Chorrillos também foi o refúgio no momento mais difícil da carreira de Guerrero. Suspenso por doping, o jogador voltou ao Peru. O atacante ficou 15 dias sem sair de casa, em depressão.

"Ele é uma pessoa que vive para o futebol, ele nasceu para isso. E para ele, não poder jogar e ir ao campo, não poder treinar, nem ver amigos, nem visitar as instalações, foi muito frustrante".

"Ele se deprimiu. Ele se preocupa mais com futebol que com ele. Ele se sentiu frustrado e não sabia como se defender. Então, optou por se refugiar. Ele ficava sentado", recordou o irmão, apontando para o sofá onde a reportagem estava sentada para a entrevista.

Ricardo Moraes/Reuters Ricardo Moraes/Reuters

"Alunos do futebol brasileiro"

Ter um jogador como Guerrero é orgulho para o Peru. Mas ter um atacante como ele e jogando no futebol brasileiro faz o orgulho crescer. "O futebol brasileiro, para nós, é como um maestro. Somos alunos do futebol brasileiro. No Peru, nos destacamos também pela habilidade e bom chute, mas como equipe nunca conseguimos conquistar o que o futebol brasileiro conquistou. Por isso temos respeito e admiração", explica Pablo.

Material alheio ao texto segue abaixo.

//! Thread pinning for busy-waiting workloads.
//!
//! Emulated delays spin on a per-core counter, so a thread that migrates in
//! the middle of a wait can observe a skewed clock. The bench CLI and the
//! multi-threaded tests pin every worker to one core for the duration of a
//! run and restore the original mask afterwards.

// ============================================================================
// Linux implementation using libc
// ============================================================================

#[cfg(target_os = "linux")]
mod platform {
    use std::cell::RefCell;

    thread_local! {
        static ORIGINAL_AFFINITY: RefCell<Option<libc::cpu_set_t>> = const { RefCell::new(None) };
    }

    pub fn online_cpus() -> usize {
        // SAFETY: sysconf has no memory-safety preconditions.
        let n = unsafe { libc::sysconf(libc::_SC_NPROCESSORS_ONLN) };
        if n <= 0 {
            1
        } else {
            n as usize
        }
    }

    pub fn current_cpu() -> Option<usize> {
        // SAFETY: sched_getcpu has no preconditions.
        let cpu = unsafe { libc::sched_getcpu() };
        (cpu >= 0).then_some(cpu as usize)
    }

    pub fn save_affinity() -> bool {
        unsafe {
            let mut set: libc::cpu_set_t = std::mem::zeroed();
            if libc::sched_getaffinity(0, std::mem::size_of::<libc::cpu_set_t>(), &mut set) != 0 {
                return false;
            }
            ORIGINAL_AFFINITY.with(|cell| {
                cell.borrow_mut().get_or_insert(set);
            });
            true
        }
    }

    pub fn set_affinity(cpu: usize) -> bool {
        unsafe {
            let mut set: libc::cpu_set_t = std::mem::zeroed();
            libc::CPU_ZERO(&mut set);
            libc::CPU_SET(cpu, &mut set);
            libc::sched_setaffinity(0, std::mem::size_of::<libc::cpu_set_t>(), &set) == 0
        }
    }

    pub fn restore_affinity() -> bool {
        ORIGINAL_AFFINITY.with(|cell| match cell.borrow_mut().take() {
            // SAFETY: `set` was filled in by sched_getaffinity.
            Some(set) => unsafe {
                libc::sched_setaffinity(0, std::mem::size_of::<libc::cpu_set_t>(), &set) == 0
            },
            None => false,
        })
    }
}

// ============================================================================
// Fallback: no pinning, the OS scheduler decides
// ============================================================================

#[cfg(not(target_os = "linux"))]
mod platform {
    pub fn online_cpus() -> usize {
        std::thread::available_parallelism()
            .map(|n| n.get())
            .unwrap_or(1)
    }
    pub fn current_cpu() -> Option<usize> {
        None
    }
    pub fn save_affinity() -> bool {
        true
    }
    pub fn set_affinity(_cpu: usize) -> bool {
        false
    }
    pub fn restore_affinity() -> bool {
        true
    }
}

// ============================================================================
// Public API
// ============================================================================

/// Number of online CPUs (at least 1).
pub fn online_cpus() -> usize {
    platform::online_cpus()
}

/// The CPU the calling thread is running on, if the platform can tell.
pub fn current_cpu() -> Option<usize> {
    platform::current_cpu()
}

/// RAII guard for CPU pinning - pins on creation, restores the original
/// mask on drop.
///
/// # Example
/// ```ignore
/// let _pin = CpuPinGuard::for_worker(worker_index);
/// // ... busy-wait on the cycle counter ...
/// ```
pub struct CpuPinGuard {
    pinned_cpu: Option<usize>,
}

impl CpuPinGuard {
    /// Pin to `cpu`.
    pub fn with_cpu(cpu: usize) -> Self {
        platform::save_affinity();
        let pinned = platform::set_affinity(cpu);
        if !pinned {
            tracing::debug!(cpu, "thread pinning unavailable");
        }
        Self {
            pinned_cpu: pinned.then_some(cpu),
        }
    }

    /// Pin to wherever the thread is running now, so it stops migrating
    /// without being moved.
    pub fn current() -> Self {
        Self::with_cpu(current_cpu().unwrap_or(0))
    }

    /// Pin worker `index` of a group, spreading workers round-robin over
    /// the online CPUs.
    pub fn for_worker(index: usize) -> Self {
        Self::with_cpu(index % online_cpus())
    }

    pub fn cpu(&self) -> Option<usize> {
        self.pinned_cpu
    }

    pub fn is_pinned(&self) -> bool {
        self.pinned_cpu.is_some()
    }
}

impl Drop for CpuPinGuard {
    fn drop(&mut self) {
        if self.pinned_cpu.is_some() {
            platform::restore_affinity();
        }
    }
}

A recepção no país é de ídolo. Uma reação até maior do que a que Neymar recebe no Brasil. "Ele tem o sangue do Peru, uma pessoa alegre. Às vezes ele não demonstra, mas ele é uma pessoa alegre. Ele tem muito carinho com o povo peruano e com as crianças. Ele viveu isso de criança e as crianças marcam muito ele", comenta.

Na imprensa, todo dia é dia de Guerrero e pelo menos uma notinha pequena citando o astro é publicada. "Sempre falam dele. Não temos muitos jogadores como vocês têm no brasil, vocês têm um universo. Aqui são muito poucos, então falam muito dele. Não só na seleção, mas também jogando no Brasil, ele fez o povo peruano se sentir orgulhoso de ver um peruano jogando e se destacando em um lugar muito difícil como é o Brasil".

Karla Torralba/UOL Karla Torralba/UOL

Irmão fez homenagem ao Imperador

O sobrinho de Guerrero tem 12 anos e sonha em ser como o tio. Ele joga nas categorias de base de um clube dos Estados Unidos há dois anos. O pai Pablo, porém, quer que ele seja não como o tio, mas como outro atleta: Adriano Imperador.

Pablo é fã do brasileiro e batizou o filho justamente com o nome do atacante. "O Adriano de vocês é muito bom. Eu era torcedor de Ronaldo e aí veio Adriano. Tinha o Rivaldo que jogava, mas quando vi a potência do Adriano, espetacular. Justamente nesses anos nasceu meu filho. Ele tinha que ser como ele", vibra Pablo.

"A mãe dele não queria muito, perguntava 'quem é esse Adriano?'. Ele tinha uma potência absurda e de onde chutava fazia gol. Por isso é Adriano. Ele chuta com a direita, mas eu fiz ele se acostumar com a esquerda por causa do Adriano", ressalta.

Enquanto isso, o pequeno Adriano ri, avisando: "Estou melhorando a minha esquerda".